I, therefore, found myself in this position, that if I adhered to an average figure of 23,000 or 24,000 of population per member, I should have had to reduce drastically the representation in the Dáil of the rural areas. I decided that that would be undesirable from a social point of view, that in fact, as has been argued by Deputy Cafferky and others, by reason of the fact that the Legislature sits in our largest city, the urban interests find it easier to secure adequate regard for their interests than the rural areas do. Therefore I had no option, if I were to try to preserve the representation of the rural areas, except to decide that in these areas I should take as my norm the lower limit of population per member and try to apply that generally throughout the country, so that I might bias the revision in favour of rural constituencies without at the same time discriminating unduly against the larger urban areas. After all, the people who live in Dublin and Cork and who pay their taxes have certain rights just as those who live in Mayo, Sligo and Leitrim.

In doing that of course I was not pursuing a novel course because in other countries where the system of representative democracy under which we live also obtains, the authorities charged with the revision of constituencies always endeavour to give a certain bias in favour of the rural population. They know that the rural population is scattered, that it is to some extent less cohesive than the urban population and that it is not able, very often or easily, to bring adequate pressure to bear and make its views as adequately known to its representatives as the urban population is. Therefore, in some cases I think they have a definite rule whereby the rural population is accorded a definitely higher representation per unit of population than the urban areas are. We have done that in the revision which is now before the House. We have done it, let me emphasise, not because we want to discriminate against urban areas but because we want, so far as we possibly can, to preserve to the extent to which it is justifiable the existing rural representation. In endeavouring to do that we have been compelled, having regard to the requirements of the Constitution, to enlarge the size of the Dáil. The only alternative which we would have to the scheme now before the House, if we want to reduce the size of the Dáil, would be drastically to reduce the representation afforded to the rural constituencies.

Deputy Cafferky has accused me of jerrymandering. He has followed the lead of Deputy Cogan—I wonder whether he is a leader of Clann na Talmhan or merely a camp follower.

You would not be responsible for such a thing.

He is no mud slinger.

The Deputy has accused me of jerrymandering. If Deputy Cafferky thinks that the number of members of the next Dáil should be reduced, he will have his opportunity on the Committee Stage of the Bill. He can bring in, if he likes, an amendment to reduce the representation accorded by this Bill to South Mayo.

To the City of Dublin.

Perhaps we shall consider it, if he does, but of course Deputy Cafferky is performing on this Bill in exactly the same way as he performed on the Bill dealing with Deputies' allowances. He is speaking against the Bill and hoping, at the same time, that the majority on this side will save him from the consequences of his action.

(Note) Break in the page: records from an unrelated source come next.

use daydream_core::{ChatRequest, DaydreamError, ImageRef, Message};
use daydream_interaction::{
    callbacks, ChannelHandler, StreamClient, StreamEvent, StreamOutcome,
};
use pretty_assertions::assert_eq;
use std::sync::atomic::{AtomicUsize, Ordering};
use std::sync::Arc;
use std::time::Duration;
use tokio::sync::mpsc::UnboundedReceiver;
use wiremock::matchers::{body_partial_json, header, method, path};
use wiremock::{Mock, MockServer, ResponseTemplate};

fn sse(body: &str) -> ResponseTemplate {
    ResponseTemplate::new(200).set_body_raw(body.as_bytes().to_vec(), "text/event-stream")
}

fn client_for(server: &MockServer) -> StreamClient {
    StreamClient::with_client(
        reqwest::Client::new(),
        format!("{}/chat/stream", server.uri()),
        Duration::from_secs(5),
    )
}

fn hello_request() -> ChatRequest {
    ChatRequest::new("user-1", vec![Message::user("hello")])
}

async fn collect(mut rx: UnboundedReceiver<StreamEvent>) -> Vec<StreamEvent> {
    let mut events = Vec::new();
    while let Some(event) = rx.recv().await {
        events.push(event);
    }
    events
}

#[tokio::test]
async fn streams_deltas_in_order_and_completes_once() {
    let server = MockServer::start().await;
    Mock::given(method("POST"))
        .and(path("/chat/stream"))
        .and(header("content-type", "application/json"))
        .and(body_partial_json(serde_json::json!({
            "user_id": "user-1",
            "messages": [{"role": "user", "content": "hello"}]
        })))
        .respond_with(sse("data: Hi\n\ndata:  there\n\nevent: done\n\n"))
        .expect(1)
        .mount(&server)
        .await;

    let (handler, rx) = ChannelHandler::new();
    let handle = client_for(&server).open(&hello_request(), handler).unwrap();

    let outcome = handle.join().await;
    let events = collect(rx).await;

    assert_eq!(outcome, StreamOutcome::Completed);
    assert_eq!(
        events,
        vec![
            StreamEvent::Delta("Hi".to_string()),
            StreamEvent::Delta(" there".to_string()),
            StreamEvent::Done,
        ]
    );
}

#[tokio::test]
async fn image_reference_travels_in_body() {
    let server = MockServer::start().await;
    Mock::given(method("POST"))
        .and(path("/chat/stream"))
        .and(body_partial_json(serde_json::json!({
            "image_url": "https://img.example/me.png"
        })))
        .respond_with(sse("event: done\n\n"))
        .expect(1)
        .mount(&server)
        .await;

    let request = hello_request().with_image(Some(ImageRef::new("https://img.example/me.png")));
    let (handler, rx) = ChannelHandler::new();
    let outcome = client_for(&server).open(&request, handler).unwrap().join().await;

    assert_eq!(outcome, StreamOutcome::Completed);
    assert_eq!(collect(rx).await, vec![StreamEvent::Done]);
}

#[tokio::test]
async fn server_error_status_fires_single_error() {
    let server = MockServer::start().await;
    Mock::given(method("POST"))
        .and(path("/chat/stream"))
        .respond_with(ResponseTemplate::new(500).set_body_string("model overloaded"))
        .mount(&server)
        .await;

    let (handler, rx) = ChannelHandler::new();
    let outcome = client_for(&server)
        .open(&hello_request(), handler)
        .unwrap()
        .join()
        .await;

    assert_eq!(outcome, StreamOutcome::Failed);
    assert_eq!(
        collect(rx).await,
        vec![StreamEvent::Error(DaydreamError::http(500, "model overloaded"))]
    );
}

#[tokio::test]
async fn connection_refused_fires_transport_error() {
    // Bind then drop a listener so nothing accepts on the port
    let port = {
        let listener = std::net::TcpListener::bind("127.0.0.1:0").unwrap();
        listener.local_addr().unwrap().port()
    };
    let client = StreamClient::with_client(
        reqwest::Client::new(),
        format!("http://127.0.0.1:{}/chat/stream", port),
        Duration::from_secs(5),
    );

    let (handler, rx) = ChannelHandler::new();
    let outcome = client.open(&hello_request(), handler).unwrap().join().await;

    assert_eq!(outcome, StreamOutcome::Failed);
    let events = collect(rx).await;
    assert_eq!(events.len(), 1);
    assert!(matches!(&events[0], StreamEvent::Error(e) if e.is_transport()));
}

#[tokio::test]
async fn malformed_empty_frame_does_not_break_stream() {
    let server = MockServer::start().await;
    Mock::given(method("POST"))
        .respond_with(sse("data: one\n\ndata:\n\n: keep-alive\n\ndata: two\n\nevent: done\n\n"))
        .mount(&server)
        .await;

    let (handler, rx) = ChannelHandler::new();
    client_for(&server)
        .open(&hello_request(), handler)
        .unwrap()
        .join()
        .await;

    assert_eq!(
        collect(rx).await,
        vec![
            StreamEvent::Delta("one".to_string()),
            StreamEvent::Delta("two".to_string()),
            StreamEvent::Done,
        ]
    );
}

#[tokio::test]
async fn cancel_during_slow_response_fires_nothing() {
    let server = MockServer::start().await;
    Mock::given(method("POST"))
        .respond_with(sse("data: late\n\nevent: done\n\n").set_delay(Duration::from_secs(2)))
        .mount(&server)
        .await;

    let terminal = Arc::new(AtomicUsize::new(0));
    let deltas = Arc::new(AtomicUsize::new(0));
    let (t1, t2, d) = (terminal.clone(), terminal.clone(), deltas.clone());
    let handler = callbacks(
        move |_| {
            d.fetch_add(1, Ordering::SeqCst);
        },
        move || {
            t1.fetch_add(1, Ordering::SeqCst);
        },
        move |_| {
            t2.fetch_add(1, Ordering::SeqCst);
        },
    );

    let handle = client_for(&server).open(&hello_request(), handler).unwrap();
    tokio::time::sleep(Duration::from_millis(100)).await;
    handle.cancel();
    handle.cancel();

    assert_eq!(handle.join().await, StreamOutcome::Cancelled);
    assert_eq!(terminal.load(Ordering::SeqCst), 0);
    assert_eq!(deltas.load(Ordering::SeqCst), 0);
}

#[tokio::test]
async fn body_without_done_marker_completes() {
    let server = MockServer::start().await;
    Mock::given(method("POST"))
        .respond_with(sse("data: partial\n\ndata: cut"))
        .mount(&server)
        .await;

    let (handler, rx) = ChannelHandler::new();
    let outcome = client_for(&server)
        .open(&hello_request(), handler)
        .unwrap()
        .join()
        .await;

    assert_eq!(outcome, StreamOutcome::Completed);
    assert_eq!(
        collect(rx).await,
        vec![StreamEvent::Delta("partial".to_string()), StreamEvent::Done]
    );
}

I neither spoke nor voted when that Bill was before the House.

I forgot the Deputy was in a safer place.

I was indisposed. We cannot have truth and honesty from the Minister and never did we expect it. He is a good mud slinger. He is the corner-boy in the box.

The Deputy must withdraw that expression in reference to the Minister.

I withdraw.

You were compelled, Sir, to get Deputy Cafferky to withdraw the bouquet. I am rather sorry. I regard abuse, coming from Deputy Cafferky, as a compliment.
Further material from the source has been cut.